- **Data for analysis**
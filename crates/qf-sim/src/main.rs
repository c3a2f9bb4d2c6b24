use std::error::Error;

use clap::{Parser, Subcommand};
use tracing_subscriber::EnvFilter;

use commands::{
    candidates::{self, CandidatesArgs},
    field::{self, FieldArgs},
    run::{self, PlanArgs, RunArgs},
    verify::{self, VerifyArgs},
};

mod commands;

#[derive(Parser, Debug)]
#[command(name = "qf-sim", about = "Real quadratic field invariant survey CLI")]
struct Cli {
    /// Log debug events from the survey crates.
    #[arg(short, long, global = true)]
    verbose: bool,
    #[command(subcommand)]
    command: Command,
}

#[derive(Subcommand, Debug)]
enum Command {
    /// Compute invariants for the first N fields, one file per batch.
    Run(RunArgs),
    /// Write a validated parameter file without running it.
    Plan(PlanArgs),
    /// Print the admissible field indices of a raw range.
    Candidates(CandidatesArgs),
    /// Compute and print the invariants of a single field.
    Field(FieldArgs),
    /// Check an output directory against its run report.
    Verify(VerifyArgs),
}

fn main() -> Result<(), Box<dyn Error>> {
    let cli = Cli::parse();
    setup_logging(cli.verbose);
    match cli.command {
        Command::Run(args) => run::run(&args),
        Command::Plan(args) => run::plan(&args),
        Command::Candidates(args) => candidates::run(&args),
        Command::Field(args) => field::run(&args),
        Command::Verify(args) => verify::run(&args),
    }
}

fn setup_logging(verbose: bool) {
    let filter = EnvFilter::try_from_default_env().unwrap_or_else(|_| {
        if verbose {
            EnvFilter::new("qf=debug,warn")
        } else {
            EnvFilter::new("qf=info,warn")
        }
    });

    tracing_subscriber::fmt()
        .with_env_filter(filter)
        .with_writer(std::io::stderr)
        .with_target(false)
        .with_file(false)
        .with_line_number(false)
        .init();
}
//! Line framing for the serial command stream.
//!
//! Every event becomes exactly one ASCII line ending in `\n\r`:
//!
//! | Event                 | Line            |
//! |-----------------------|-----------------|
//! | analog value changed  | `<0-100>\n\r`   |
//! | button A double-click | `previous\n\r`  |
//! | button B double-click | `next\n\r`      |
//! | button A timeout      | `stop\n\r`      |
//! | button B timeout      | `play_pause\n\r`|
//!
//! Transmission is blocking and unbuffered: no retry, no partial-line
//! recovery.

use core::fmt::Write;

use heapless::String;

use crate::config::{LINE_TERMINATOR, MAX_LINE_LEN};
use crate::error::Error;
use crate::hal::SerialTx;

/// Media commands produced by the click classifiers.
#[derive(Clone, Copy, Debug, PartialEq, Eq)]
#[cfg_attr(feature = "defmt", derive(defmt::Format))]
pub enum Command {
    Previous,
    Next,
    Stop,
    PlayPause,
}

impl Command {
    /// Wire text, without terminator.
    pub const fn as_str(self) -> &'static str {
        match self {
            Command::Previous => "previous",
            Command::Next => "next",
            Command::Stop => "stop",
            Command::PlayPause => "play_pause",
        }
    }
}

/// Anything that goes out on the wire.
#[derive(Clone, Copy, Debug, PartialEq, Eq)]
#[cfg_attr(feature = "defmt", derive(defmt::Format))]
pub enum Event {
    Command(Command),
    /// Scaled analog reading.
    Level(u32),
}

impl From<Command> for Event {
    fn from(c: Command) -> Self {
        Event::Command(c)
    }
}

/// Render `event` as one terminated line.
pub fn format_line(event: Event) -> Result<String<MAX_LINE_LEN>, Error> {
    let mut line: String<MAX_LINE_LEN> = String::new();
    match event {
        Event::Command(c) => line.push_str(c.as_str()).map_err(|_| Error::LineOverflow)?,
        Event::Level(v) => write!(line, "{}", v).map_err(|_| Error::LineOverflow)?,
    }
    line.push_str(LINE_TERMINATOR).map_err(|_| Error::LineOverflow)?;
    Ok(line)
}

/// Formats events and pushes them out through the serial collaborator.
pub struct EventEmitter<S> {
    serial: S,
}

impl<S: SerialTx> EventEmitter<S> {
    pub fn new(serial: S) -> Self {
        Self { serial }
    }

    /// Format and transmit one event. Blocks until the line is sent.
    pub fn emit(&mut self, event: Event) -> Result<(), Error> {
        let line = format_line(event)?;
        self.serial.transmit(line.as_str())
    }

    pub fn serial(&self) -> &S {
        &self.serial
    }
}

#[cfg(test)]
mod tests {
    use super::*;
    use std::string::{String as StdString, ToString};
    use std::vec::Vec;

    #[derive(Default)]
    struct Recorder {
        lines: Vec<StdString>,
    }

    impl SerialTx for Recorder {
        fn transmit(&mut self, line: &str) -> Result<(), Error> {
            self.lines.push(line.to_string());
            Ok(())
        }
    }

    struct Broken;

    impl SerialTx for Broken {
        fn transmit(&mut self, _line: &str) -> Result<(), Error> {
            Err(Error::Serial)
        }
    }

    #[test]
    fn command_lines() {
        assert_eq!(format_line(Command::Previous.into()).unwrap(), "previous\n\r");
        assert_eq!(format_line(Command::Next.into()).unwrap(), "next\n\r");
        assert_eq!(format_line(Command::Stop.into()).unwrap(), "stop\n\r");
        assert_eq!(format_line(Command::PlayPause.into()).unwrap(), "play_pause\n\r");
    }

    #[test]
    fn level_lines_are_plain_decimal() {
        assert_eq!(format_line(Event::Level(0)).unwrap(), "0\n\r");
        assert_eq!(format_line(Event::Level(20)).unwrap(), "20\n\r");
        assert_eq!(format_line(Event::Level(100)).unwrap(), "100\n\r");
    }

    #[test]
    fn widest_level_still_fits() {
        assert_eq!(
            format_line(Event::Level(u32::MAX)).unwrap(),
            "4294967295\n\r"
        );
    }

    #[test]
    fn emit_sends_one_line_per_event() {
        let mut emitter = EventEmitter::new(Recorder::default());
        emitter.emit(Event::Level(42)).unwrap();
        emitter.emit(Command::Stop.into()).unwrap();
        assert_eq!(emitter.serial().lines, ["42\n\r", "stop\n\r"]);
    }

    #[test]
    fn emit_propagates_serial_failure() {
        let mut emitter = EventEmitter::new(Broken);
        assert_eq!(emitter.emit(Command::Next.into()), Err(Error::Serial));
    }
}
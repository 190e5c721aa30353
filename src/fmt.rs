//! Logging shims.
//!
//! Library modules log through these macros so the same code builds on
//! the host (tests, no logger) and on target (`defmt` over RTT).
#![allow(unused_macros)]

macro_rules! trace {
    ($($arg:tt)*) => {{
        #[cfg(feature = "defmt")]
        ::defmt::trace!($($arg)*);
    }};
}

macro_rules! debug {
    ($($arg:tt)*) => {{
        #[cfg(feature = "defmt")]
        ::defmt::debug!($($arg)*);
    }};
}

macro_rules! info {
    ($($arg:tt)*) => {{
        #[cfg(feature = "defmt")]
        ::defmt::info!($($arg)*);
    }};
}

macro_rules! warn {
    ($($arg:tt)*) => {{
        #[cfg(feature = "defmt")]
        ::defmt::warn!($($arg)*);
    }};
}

- **Goal of the exercise**
Your answer should be each line from the entries that includes the string "Broken".

- **Answer to this task**
    struct Broken;
    impl SerialTx for Broken {
        let mut emitter = EventEmitter::new(Broken);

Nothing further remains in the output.